A Abrasel (Associação Brasileira de Bares e Restaurantes) apoia a proposta apresentada no Senado que permite ao trabalhador optar por um regime de jornada baseado em horas trabalhadas, como forma de mitigar o impacto que o fim da escala 6×1 teria no setor.
A entidade avalia que a proposta do senador Rogério Marinho (PL), líder da oposição no Senado e coordenador da campanha presidencial de Flávio Bolsonaro, “introduz um elemento novo ao permitir que o próprio trabalhador escolha entre o regime tradicional da CLT e uma jornada flexível, com remuneração proporcional às horas efetivamente trabalhadas”, escreve em nota.
Pela proposta circulada pelo senador, a escolha por compensação de horários e a redução de jornada poderá ocorrer mediante acordo individual, convenção coletiva ou contratos.
A PEC (Proposta de Emenda à Constituição) que acaba com a escala 6×1 foi aprovada na Câmara nesta quarta-feira (27).
“O texto em discussão no Senado estabelece que o valor da hora trabalhada deve respeitar um piso vinculado ao salário mínimo ou à remuneração da categoria, além de prever que benefícios como férias, décimo terceiro salário e FGTS sejam calculados de forma proporcional à carga horária”, afirma o grupo.

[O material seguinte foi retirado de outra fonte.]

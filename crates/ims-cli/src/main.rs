use clap::Parser;
use tracing_subscriber::EnvFilter;

fn main() -> anyhow::Result<()> {
    tracing_subscriber::fmt()
        .with_env_filter(EnvFilter::from_default_env())
        .with_writer(std::io::stderr)
        .init();

    ims_cli::run_cli(ims_cli::Cli::parse())
}
fn tags_for_ims(conn: &Connection, ims_id: ImsId) -> Result<Vec<Tag>, ImsError> {
    let mut stmt = conn
        .prepare(
            "SELECT t.id, t.name, t.color, t.created_at
             FROM tags t JOIN ims_tags it ON it.tag_id = t.id
             WHERE it.ims_id = ?1 ORDER BY t.name ASC",
        )
        .map_err(|err| storage("failed to prepare tag lookup", err))?;
    let rows = stmt
        .query_map(params![ims_id.to_string()], tag_from)
        .map_err(|err| storage("failed to query tag links", err))?;
    collect_rows(rows, "failed to read linked tag")
}

fn hydrate_ims(conn: &Connection, row: ImsRow) -> Result<Ims, ImsError> {
    let created_by = user_summary(conn, row.created_by)?.ok_or_else(|| {
        ImsError::Storage(format!("creator {} is missing for IMS {}", row.created_by, row.id))
    })?;
    let analyst = match row.analyst_id {
        Some(analyst_id) => user_summary(conn, analyst_id)?,
        None => None,
    };
    let tags = tags_for_ims(conn, row.id)?;

    Ok(Ims {
        id: row.id,
        ccd_id: row.ccd_id,
        report_name: row.report_name,
        description: row.description,
        date: row.date,
        link_opencti: row.link_opencti,
        link_docintel: row.link_docintel,
        comments: row.comments,
        status: row.status,
        priority: row.priority,
        analyst,
        created_by,
        tags,
        deleted_at: row.deleted_at,
        created_at: row.created_at,
        updated_at: row.updated_at,
    })
}

fn require_ims(conn: &Connection, id: ImsId, include_deleted: bool) -> Result<Ims, ImsError> {
    let row = read_ims_row(conn, id, include_deleted)?.ok_or_else(|| not_found_ims(id))?;
    hydrate_ims(conn, row)
}

fn merge_items_for(conn: &Connection, id: MergeId) -> Result<Vec<MergeItemSummary>, ImsError> {
    let mut stmt = conn
        .prepare(
            "SELECT mi.ims_id, i.ccd_num, i.report_name, i.status
             FROM merge_items mi JOIN ims i ON i.id = mi.ims_id
             WHERE mi.merge_id = ?1 ORDER BY i.ccd_num ASC",
        )
        .map_err(|err| storage("failed to prepare merge items", err))?;
    let rows = stmt
        .query_map(params![id.to_string()], |row| {
            let ims_text: String = row.get(0)?;
            let ims_id =
                ImsId::parse(&ims_text).map_err(|err| column_decode(0, err.to_string()))?;
            let ccd_id = decode_ccd(1, row.get(1)?)?;
            let status_text: String = row.get(3)?;
            let status = ImsStatus::parse(&status_text)
                .ok_or_else(|| column_decode(3, format!("unknown status {status_text:?}")))?;
            Ok(MergeItemSummary {
                ims_id,
                ccd_id,
                report_name: row.get(2)?,
                status,
            })
        })
        .map_err(|err| storage("failed to query merge items", err))?;
    collect_rows(rows, "failed to read merge item")
}

fn hydrate_merge(conn: &Connection, row: MergeRow) -> Result<Merge, ImsError> {
    let created_by = user_summary(conn, row.created_by)?.ok_or_else(|| {
        ImsError::Storage(format!(
            "creator {} is missing for merge {}",
            row.created_by, row.id
        ))
    })?;
    let items = merge_items_for(conn, row.id)?;

    Ok(Merge {
        id: row.id,
        merge_name: row.merge_name,
        description: row.description,
        reason: row.reason,
        created_by,
        merged_at: row.merged_at,
        unmerged_at: row.unmerged_at,
        items,
    })
}

fn require_merge(conn: &Connection, id: MergeId) -> Result<Merge, ImsError> {
    let sql = format!("SELECT {MERGE_COLUMNS} FROM merges WHERE id = ?1");
    let row = conn
        .query_row(&sql, params![id.to_string()], merge_row_from)
        .optional()
        .map_err(|err| storage("failed to read merge", err))?
        .ok_or_else(|| ImsError::NotFound(format!("merge {id} does not exist")))?;
    hydrate_merge(conn, row)
}

fn append_history(
    conn: &Connection,
    ims_id: ImsId,
    action: HistoryAction,
    changes: &Value,
    at: &str,
) -> Result<(), ImsError> {
    let payload =
        serde_json::to_string(changes).map_err(|err| ImsError::Storage(err.to_string()))?;
    conn.execute(
        "INSERT INTO ims_history(ims_id, action, changes_json, created_at)
         VALUES (?1, ?2, ?3, ?4)",
        params![ims_id.to_string(), action.as_str(), payload, at],
    )
    .map_err(|err| storage("failed to append history", err))?;
    Ok(())
}

fn append_assignment(
    conn: &Connection,
    ims_id: ImsId,
    analyst_id: UserId,
    at: &str,
) -> Result<(), ImsError> {
    conn.execute(
        "INSERT INTO assignment_history(ims_id, analyst_id, assigned_at)
         VALUES (?1, ?2, ?3)",
        params![ims_id.to_string(), analyst_id.to_string(), at],
    )
    .map_err(|err| storage("failed to append assignment", err))?;
    Ok(())
}

fn escape_like(value: &str) -> String {
    let mut escaped = String::with_capacity(value.len());
    for ch in value.chars() {
        if matches!(ch, '%' | '_' | '\\') {
            escaped.push('\\');
        }
        escaped.push(ch);
    }
    escaped
}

Em entrevista à coluna, Paulo Solmucci, presidente da Abrase, afirmou que o fim da escala 6×1 é “uma irresponsabilidade sem precedentes no país”.
“O Brasil levou 40 anos para ganhar 20% de produtividade. Agora vai ter de ganhar em um ano o que levou 20 para conquistar”, completou.
No novo pronunciamento, Solmucci afirma que o debate precisa considerar os efeitos práticos sobre o mercado de trabalho. “Quando a legislação não acompanha a realidade da operação, o resultado costuma ser menos contratação formal. Tanto que nenhum país do mundo adota em lei a proibição da escala 6×1. O desafio é garantir proteção sem engessar”, diz.